DÉJÀ VU
Desde que estoy acá, siempre sueño que hago mis necesidades en una plaza. En el sueño siento pánico: cómo puedo hacer algo tan privado a la vista de todo el mundo. Sin embargo, mientras estoy acuclillada como una perra evacuando los deshechos de la angustia que me nace en el vientre, conociendo la vergüenza de mi desnudez, de mi desprotección, de mi impotencia ante la tiranía de las tripas, observo con asombro que nadie me mira, algunos chicos juegan trepados a los árboles o a las estatuas, hay otros, a lo lejos, hamacándose; se oye la música de una calesita que no veo y de los chorros cristalinos de una fuente, varias parejas pasan a mi lado mirándose a los ojos y susurrando, mi papá vive y es un viejo leyendo al sol, aletargado, indiferente, como de costumbre, a lo que yo haga. Siempre es igual, nada es nuevo, nada deja de repetirse.

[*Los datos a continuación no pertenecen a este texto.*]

use std::path::{Path, PathBuf};
use std::process::{Command, Output};
use std::sync::OnceLock;

static PROPBIND_BIN: OnceLock<PathBuf> = OnceLock::new();

pub(crate) fn fixture_path(name: &str) -> PathBuf {
	Path::new(env!("CARGO_MANIFEST_DIR")).join("fixtures").join(name)
}

pub(crate) fn fixture_arg(name: &str) -> String {
	fixture_path(name).to_string_lossy().into_owned()
}

pub(crate) fn run_propbind(args: &[&str]) -> Output {
	Command::new(propbind_bin()).args(args).env_remove("RUST_LOG").output().expect("propbind command executes")
}

pub(crate) fn run_propbind_json(args: &[&str]) -> serde_json::Value {
	let output = run_propbind(args);
	assert!(
		output.status.success(),
		"propbind command failed with status={}: {}",
		output.status,
		String::from_utf8_lossy(&output.stderr)
	);
	serde_json::from_slice(&output.stdout).expect("stdout should be valid json")
}

pub(crate) fn run_propbind_text(args: &[&str]) -> String {
	let output = run_propbind(args);
	assert!(
		output.status.success(),
		"propbind command failed with status={}: {}",
		output.status,
		String::from_utf8_lossy(&output.stderr)
	);
	String::from_utf8(output.stdout).expect("stdout should be utf-8")
}

fn propbind_bin() -> &'static PathBuf {
	PROPBIND_BIN.get_or_init(resolve_propbind_bin)
}

fn resolve_propbind_bin() -> PathBuf {
	if let Ok(path) = std::env::var("CARGO_BIN_EXE_propbind") {
		return PathBuf::from(path);
	}

	let manifest_dir = PathBuf::from(env!("CARGO_MANIFEST_DIR"));
	let target_dir = std::env::var_os("CARGO_TARGET_DIR")
		.map(PathBuf::from)
		.unwrap_or_else(|| manifest_dir.join("target"));

	let mut bin = target_dir.join("debug");
	bin.push(if cfg!(windows) { "propbind.exe" } else { "propbind" });

	let status = Command::new("cargo")
		.current_dir(&manifest_dir)
		.args(["build", "--quiet", "--bin", "propbind"])
		.status()
		.expect("cargo build executes");
	assert!(status.success(), "failed to build propbind binary at {}", bin.display());

	bin
}
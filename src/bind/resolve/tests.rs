mod unit_resolve_types {

	use crate::bind::test_support::fixture;
	use crate::bind::{AccessKind, BindError, PropertyPath, ResolveEnv, View, resolve_indirections};

	#[test]
	fn nested_struct_field_resolves_to_offsets() {
		let fx = fixture();
		let env = ResolveEnv::types(&fx.schema);
		let path = PropertyPath::parse("origin.y").expect("path");
		let hops = resolve_indirections(&env, View::type_only(fx.holder), &path, false).expect("path resolves");

		assert_eq!(hops.len(), 2);
		assert_eq!(hops[0].access_kind, AccessKind::Offset);
		assert_eq!(hops[0].offset, 48);
		assert_eq!(hops[1].offset, 4);
		assert_eq!(hops[1].container_type, Some(fx.vec3));
	}

	#[test]
	fn indexed_dynamic_array_adds_an_index_hop() {
		let fx = fixture();
		let env = ResolveEnv::types(&fx.schema);
		let path = PropertyPath::parse("items[5].weight").expect("path");
		let hops = resolve_indirections(&env, View::type_only(fx.holder), &path, false).expect("type-only resolve ignores bounds");

		assert_eq!(hops.len(), 3);
		assert_eq!(hops[0].access_kind, AccessKind::IndexArray);
		assert_eq!(hops[0].array_index, 5);
		assert_eq!(hops[0].offset, 64);
		assert_eq!(hops[1].field.map(|field| field.element), Some(true));
		assert_eq!(hops[2].offset, 4);
	}

	#[test]
	fn static_array_index_is_bounds_checked() {
		let fx = fixture();
		let env = ResolveEnv::types(&fx.schema);
		let ok = PropertyPath::parse("triple[2]").expect("path");
		let hops = resolve_indirections(&env, View::type_only(fx.holder), &ok, false).expect("in-range index");
		assert_eq!(hops[0].offset, 168 + 8);

		let bad = PropertyPath::parse("triple[3]").expect("path");
		let err = resolve_indirections(&env, View::type_only(fx.holder), &bad, false).expect_err("out-of-range index");
		assert!(matches!(err, BindError::Resolve { .. }));
	}

	#[test]
	fn unknown_field_reports_the_failing_sub_path() {
		let fx = fixture();
		let env = ResolveEnv::types(&fx.schema);
		let path = PropertyPath::parse("origin.w.q").expect("path");
		let err = resolve_indirections(&env, View::type_only(fx.holder), &path, false).expect_err("missing field");

		let BindError::Resolve { path, reason } = err else {
			panic!("expected resolve error");
		};
		assert_eq!(path, "origin.w");
		assert!(reason.contains("could not find property w on Vec3"), "reason: {reason}");
	}

	#[test]
	fn scalar_in_the_middle_of_a_path_is_unsupported() {
		let fx = fixture();
		let env = ResolveEnv::types(&fx.schema);
		let path = PropertyPath::parse("value.x").expect("path");
		let err = resolve_indirections(&env, View::type_only(fx.holder), &path, false).expect_err("scalar container");
		assert!(err.to_string().contains("unsupported indirection type"));
	}

	#[test]
	fn object_hop_uses_declared_class_by_type() {
		let fx = fixture();
		let env = ResolveEnv::types(&fx.schema);
		let path = PropertyPath::parse("actor.health").expect("path");
		let hops = resolve_indirections(&env, View::type_only(fx.holder), &path, false).expect("path resolves");

		assert_eq!(hops[0].access_kind, AccessKind::Object);
		assert_eq!(hops[1].container_type, Some(fx.actor));
	}
}

mod unit_resolve_live {

	use crate::bind::ops::INSTANCED_ITEM_SIZE;
	use crate::bind::test_support::fixture;
	use crate::bind::{
		AccessKind, ArrayHeader, Guid, Heap, InstanceAccessKind, InstancedHeader, PropertyPath, RedirectRegistry, ResolveEnv, View, resolve_indirections,
		update_segments_from_value,
	};

	#[test]
	fn live_array_index_is_bounds_checked() {
		let fx = fixture();
		let mut heap = Heap::new();
		let holder = fx.alloc(&mut heap, fx.holder);
		let data = heap.alloc(None, 2 * 12);
		let at = holder.memory().expect("memory") + 64;
		heap.write_array_header(at, ArrayHeader { data, num: 2, max: 2 }).expect("header");

		let env = ResolveEnv::with_heap(&fx.schema, &heap);
		let ok = PropertyPath::parse("items[1].count").expect("path");
		let hops = resolve_indirections(&env, holder, &ok, false).expect("in-range element");
		assert_eq!(hops[1].container_address, Some(data + 12));

		let stale = PropertyPath::parse("items[2].count").expect("path");
		let err = resolve_indirections(&env, holder, &stale, false).expect_err("out-of-range element");
		assert!(err.to_string().contains("out of range"));
	}

	#[test]
	fn derived_object_records_object_instance() {
		let fx = fixture();
		let mut heap = Heap::new();
		let holder = fx.alloc(&mut heap, fx.holder);
		let pawn = heap.alloc_struct(&fx.schema, fx.pawn).expect("pawn");
		heap.write_u64(holder.memory().expect("memory") + 112, pawn).expect("actor pointer");

		let env = ResolveEnv::with_heap(&fx.schema, &heap);
		let mut path = PropertyPath::parse("actor.speed").expect("path");
		let hops = resolve_indirections(&env, holder, &path, false).expect("derived field resolves");
		assert_eq!(hops[0].access_kind, AccessKind::ObjectInstance);
		assert_eq!(hops[0].instance_type, Some(fx.pawn));

		update_segments_from_value(&env, &mut path, holder).expect("segments update");
		assert_eq!(path.segments()[0].instance_type(), Some(fx.pawn));
		assert_eq!(path.segments()[0].instance_access(), InstanceAccessKind::ObjectInstance);

		let types = ResolveEnv::types(&fx.schema);
		let replay = resolve_indirections(&types, View::type_only(fx.holder), &path, false).expect("recorded type replays");
		assert_eq!(replay[1].container_type, Some(fx.pawn));
	}

	#[test]
	fn instanced_payload_type_comes_from_the_value() {
		let fx = fixture();
		let mut heap = Heap::new();
		let holder = fx.alloc(&mut heap, fx.holder);
		let payload = heap.alloc_struct(&fx.schema, fx.item).expect("payload");
		heap.write_instanced_header(
			holder.memory().expect("memory") + 128,
			InstancedHeader {
				ty: Some(fx.item),
				memory: payload,
			},
		)
		.expect("instanced header");

		let env = ResolveEnv::with_heap(&fx.schema, &heap);
		let path = PropertyPath::parse("payload.weight").expect("path");
		let hops = resolve_indirections(&env, holder, &path, false).expect("payload resolves");
		assert_eq!(hops[0].access_kind, AccessKind::StructInstance);
		assert_eq!(hops[0].instance_type, Some(fx.item));
		assert_eq!(hops[1].container_address, Some(payload));
	}

	#[test]
	fn shared_struct_type_comes_from_the_allocation() {
		let fx = fixture();
		let mut heap = Heap::new();
		let holder = fx.alloc(&mut heap, fx.holder);
		let shared = heap.alloc_struct(&fx.schema, fx.item).expect("shared");
		heap.write_u64(holder.memory().expect("memory") + 144, shared).expect("shared pointer");

		let env = ResolveEnv::with_heap(&fx.schema, &heap);
		let path = PropertyPath::parse("shared.weight").expect("path");
		let hops = resolve_indirections(&env, holder, &path, false).expect("shared resolves");
		assert_eq!(hops[0].access_kind, AccessKind::SharedStruct);
		assert_eq!(hops[0].instance_type, Some(fx.item));
		assert_eq!(hops[1].container_address, Some(shared));
	}

	#[test]
	fn container_element_resolves_through_its_header() {
		let fx = fixture();
		let mut heap = Heap::new();
		let holder = fx.alloc(&mut heap, fx.holder);
		let element = heap.alloc_struct(&fx.schema, fx.item).expect("element");
		let data = heap.alloc(None, 2 * INSTANCED_ITEM_SIZE);
		heap.write_instanced_header(
			data + INSTANCED_ITEM_SIZE as u64,
			InstancedHeader {
				ty: Some(fx.item),
				memory: element,
			},
		)
		.expect("element header");
		heap.write_array_header(holder.memory().expect("memory") + 152, ArrayHeader { data, num: 2, max: 2 })
			.expect("list header");

		let env = ResolveEnv::with_heap(&fx.schema, &heap);
		let path = PropertyPath::parse("list[1].weight").expect("path");
		let hops = resolve_indirections(&env, holder, &path, false).expect("element resolves");
		assert_eq!(hops[0].access_kind, AccessKind::StructInstanceContainer);
		assert_eq!(hops[0].array_index, 1);
		assert_eq!(hops[0].instance_type, Some(fx.item));
		assert_eq!(hops[1].container_address, Some(element));

		let stale = PropertyPath::parse("list[2].weight").expect("path");
		let err = resolve_indirections(&env, holder, &stale, false).expect_err("out-of-range element");
		assert!(err.to_string().contains("out of range"));

		let empty = PropertyPath::parse("list[0].weight").expect("path");
		let err = resolve_indirections(&env, holder, &empty, false).expect_err("empty element");
		assert!(err.to_string().contains("non-empty instanced struct"));

		let bare = PropertyPath::parse("list[1]").expect("path");
		let err = resolve_indirections(&env, holder, &bare, false).expect_err("element without property");
		assert!(err.to_string().contains("requires a property inside the element"));
	}

	#[test]
	fn empty_instanced_struct_fails_live_resolution() {
		let fx = fixture();
		let mut heap = Heap::new();
		let holder = fx.alloc(&mut heap, fx.holder);
		let env = ResolveEnv::with_heap(&fx.schema, &heap);
		let path = PropertyPath::parse("payload.weight").expect("path");

		let err = resolve_indirections(&env, holder, &path, false).expect_err("empty payload");
		assert!(err.to_string().contains("non-empty instanced struct"));
	}

	#[test]
	fn redirects_recover_renamed_fields() {
		let mut fx = fixture();
		fx.schema.rename_field(fx.holder, "value", "amount").expect("rename");
		let mut redirects = RedirectRegistry::new();
		redirects.add_field_redirect(fx.holder, "value", "amount");

		let mut heap = Heap::new();
		let holder = fx.alloc(&mut heap, fx.holder);
		let env = ResolveEnv {
			redirects: Some(&redirects),
			..ResolveEnv::with_heap(&fx.schema, &heap)
		};
		let mut path = PropertyPath::parse("value").expect("path");

		assert!(resolve_indirections(&env, holder, &path, false).is_err());
		update_segments_from_value(&env, &mut path, holder).expect("redirect applies");
		assert_eq!(path.segments()[0].name(), "amount");
	}

	#[test]
	fn script_struct_fields_are_recovered_by_guid() {
		let fx = fixture();
		let mut heap = Heap::new();
		let script = fx.alloc(&mut heap, fx.script);
		let env = ResolveEnv::with_heap(&fx.schema, &heap);

		let mut path = PropertyPath::parse("Score_99FF").expect("path");
		path.segments_mut()[0].set_property_guid(Some(crate::bind::test_support::SCRIPT_SCORE_GUID));
		update_segments_from_value(&env, &mut path, script).expect("guid lookup applies");

		assert_eq!(path.segments()[0].name(), "Score_12AB");
		assert_eq!(path.segments()[0].property_guid(), Some(Guid(0x5c0e)));
	}
}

En la celda cuatro, del pabellón seis, del Penal II de Devoto en la que estoy presa de los milicos, no hay puertas entre el baño y la sala común donde veinte minas, de distintas edades y lugares de procedencia, no vemos la hora de volver a ser libres. Sospechamos que la cana le pone un purgante, bastante seguido, a la comida. Hay compañeras que resisten casi hasta reventar esta forma de tormento. Las que más aguantan son, paradójicamente, las que enseguida se quiebran en la tortura y, vaya una a saber por qué mecanismo defensivo, se niegan a entregar esa poca privacidad, ese resto de autoestima que aún les quedan. Desde mi cama, fumando un pucho que intento compartir para ayudarla a relajarse, a la “aguantadora de turno”, pienso con pena que se
añade por su cuenta un sufrimiento y que, al fin de cuentas, es otra victoria para el enemigo. Yo no sufro. En realidad se trata simplemente de un déjá vû y es bella la plaza donde todo es igual, nada es nuevo, nada deja de repetirse.